**PROMPT**.
Beginning with the very first line, please reproduce the entries exactly through the line containing "pub const OPERATION: &str".
================
//! Structured logging schema and field name constants for taxograph.
//!
//! All crates use these constants for consistent structured logging fields,
//! so log aggregation tools can query by standardized names across every
//! subsystem.
//!
//! ## Log Level Contract
//!
//! | Level | Usage |
//! |-------|-------|
//! | ERROR | Build failure, unrecoverable loader errors |
//! | WARN  | Recoverable issue, fallback applied |
//! | INFO  | Index build completion, mutations |
//! | DEBUG | Traversal and ranking decision points |
//! | TRACE | Per-concept iteration |

// ─── Identity fields ───────────────────────────────────────────────────────

/// Subsystem originating the log event.
/// Values: "graph", "search", "qa", "loader"
pub const SUBSYSTEM: &str = "subsystem";

/// Logical operation name.
/// Examples: "build", "descendants", "search_labels", "add_concept"
pub const OPERATION: &str = "op";

// ─── Entity fields ─────────────────────────────────────────────────────────

/// Concept IRI being operated on.
pub const IRI: &str = "iri";

/// Search query text.
pub const QUERY: &str = "query";

/// Hop limit applied to a traversal.
pub const MAX_DEPTH: &str = "max_depth";

// ─── Measurement fields ────────────────────────────────────────────────────

/// Number of concepts in an index or result set.
pub const CONCEPT_COUNT: &str = "concept_count";

/// Number of forward adjacency entries.
pub const EDGE_COUNT: &str = "edge_count";

/// Number of results returned by a search or traversal.
pub const RESULT_COUNT: &str = "result_count";

/// Number of QA findings produced by a check.
pub const FINDING_COUNT: &str = "finding_count";

// ─── Outcome fields ────────────────────────────────────────────────────────

/// Error message when an operation fails.
pub const ERROR_MSG: &str = "error";

/// Initialize a global `tracing` subscriber from `RUST_LOG`, defaulting to
/// `info`. Safe to call more than once; later calls are no-ops.
pub fn init_tracing() {
    use tracing_subscriber::EnvFilter;

    let filter =
        EnvFilter::try_from_default_env().unwrap_or_else(|_| EnvFilter::new("info"));
    let _ = tracing_subscriber::fmt().with_env_filter(filter).try_init();
    tracing::debug!(op = "init_tracing", "tracing subscriber ready");
}

#[cfg(test)]
mod tests {
    use super::*;

    #[test]
    fn init_tracing_is_idempotent() {
        init_tracing();
        init_tracing();
    }
}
================
**ANSWER SPACE**.
//! Structured logging schema and field name constants for taxograph.
//!
//! All crates use these constants for consistent structured logging fields,
//! so log aggregation tools can query by standardized names across every
//! subsystem.
//!
//! ## Log Level Contract
//!
//! | Level | Usage |
//! |-------|-------|
//! | ERROR | Build failure, unrecoverable loader errors |
//! | WARN  | Recoverable issue, fallback applied |
//! | INFO  | Index build completion, mutations |
//! | DEBUG | Traversal and ranking decision points |
//! | TRACE | Per-concept iteration |

// ─── Identity fields ───────────────────────────────────────────────────────

/// Subsystem originating the log event.
/// Values: "graph", "search", "qa", "loader"
pub const SUBSYSTEM: &str = "subsystem";

/// Logical operation name.
/// Examples: "build", "descendants", "search_labels", "add_concept"
pub const OPERATION: &str = "op";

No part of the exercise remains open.